Work to complete: What lines in the material hold the string "files"? Copy out each of them.
Start of Given information
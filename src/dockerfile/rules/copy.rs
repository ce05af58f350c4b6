//! `COPY` and `ADD` source rules.

use crate::dockerfile::parser::{Dockerfile, Instruction};
use crate::lint::{Category, Diagnostic, LintRule, RuleId, Severity};

use super::flag;

const ARCHIVE_SUFFIXES: &[&str] = &[
    ".tar", ".tar.gz", ".tgz", ".tar.bz2", ".tbz", ".tbz2", ".tar.xz", ".txz", ".tar.zst",
];

/// Source operands of a `COPY`/`ADD`, or `None` when copying from another
/// stage or image.
pub fn copy_sources(instruction: &Instruction) -> Option<Vec<String>> {
    if instruction.has_flag("--from") {
        return None;
    }

    let mut rest = instruction.args.trim_start();
    while rest.starts_with("--") {
        rest = rest
            .split_once(char::is_whitespace)
            .map(|(_, r)| r.trim_start())
            .unwrap_or("");
    }

    let operands: Vec<String> = if rest.starts_with('[') {
        serde_json::from_str(rest).ok()?
    } else {
        rest.split_whitespace().map(String::from).collect()
    };

    match operands.split_last() {
        Some((_, sources)) => Some(sources.to_vec()),
        None => Some(Vec::new()),
    }
}

fn copy_like(dockerfile: &Dockerfile) -> impl Iterator<Item = &Instruction> {
    dockerfile
        .instructions
        .iter()
        .filter(|i| i.is("COPY") || i.is("ADD"))
}

fn is_remote(source: &str) -> bool {
    source.starts_with("http://") || source.starts_with("https://") || source.starts_with("git@")
}

pub struct CopyAbsoluteSourceRule;

impl LintRule<Dockerfile> for CopyAbsoluteSourceRule {
    fn id(&self) -> RuleId {
        RuleId::new("dockerfile.copy_absolute_source")
    }

    fn description(&self) -> &str {
        "Notes COPY/ADD sources given as absolute paths"
    }

    fn default_severity(&self) -> Severity {
        Severity::Info
    }

    fn category(&self) -> Category {
        Category::BestPractice
    }

    fn check(&self, dockerfile: &Dockerfile) -> Vec<Diagnostic> {
        let mut diagnostics = Vec::new();
        for instruction in copy_like(dockerfile) {
            for source in copy_sources(instruction).unwrap_or_default() {
                if source.starts_with('/') {
                    diagnostics.push(
                        flag(
                            self,
                            instruction,
                            format!("{} source '{}' is an absolute path", instruction.command, source),
                        )
                        .with_suggestion("Use a path relative to the build context"),
                    );
                }
            }
        }
        diagnostics
    }
}

pub struct CopyWholeContextRule;

impl LintRule<Dockerfile> for CopyWholeContextRule {
    fn id(&self) -> RuleId {
        RuleId::new("dockerfile.copy_whole_context")
    }

    fn description(&self) -> &str {
        "Flags copying the entire build context"
    }

    fn default_severity(&self) -> Severity {
        Severity::Warning
    }

    fn category(&self) -> Category {
        Category::BestPractice
    }

    fn check(&self, dockerfile: &Dockerfile) -> Vec<Diagnostic> {
        copy_like(dockerfile)
            .filter(|i| {
                copy_sources(i)
                    .unwrap_or_default()
                    .iter()
                    .any(|s| s == "." || s == "./")
            })
            .map(|i| {
                flag(self, i, format!("{} copies the whole build context", i.command))
                    .with_suggestion("Copy only what the image needs, and keep a .dockerignore")
            })
            .collect()
    }
}

pub struct AddInsteadOfCopyRule;

impl LintRule<Dockerfile> for AddInsteadOfCopyRule {
    fn id(&self) -> RuleId {
        RuleId::new("dockerfile.add_instead_of_copy")
    }

    fn description(&self) -> &str {
        "Notes ADD used for plain local files"
    }

    fn default_severity(&self) -> Severity {
        Severity::Info
    }

    fn category(&self) -> Category {
        Category::BestPractice
    }

    fn check(&self, dockerfile: &Dockerfile) -> Vec<Diagnostic> {
        dockerfile
            .find("ADD")
            .filter(|i| {
                copy_sources(i).unwrap_or_default().iter().any(|s| {
                    let lower = s.to_lowercase();
                    !is_remote(s) && !ARCHIVE_SUFFIXES.iter().any(|ext| lower.ends_with(ext))
                })
            })
            .map(|i| {
                flag(self, i, "ADD is used for local files that need no extraction")
                    .with_suggestion("Use COPY for plain files")
            })
            .collect()
    }
}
End of Given information
Exercise response:
        "Notes ADD used for plain local files"
                flag(self, i, "ADD is used for local files that need no extraction")
                    .with_suggestion("Use COPY for plain files")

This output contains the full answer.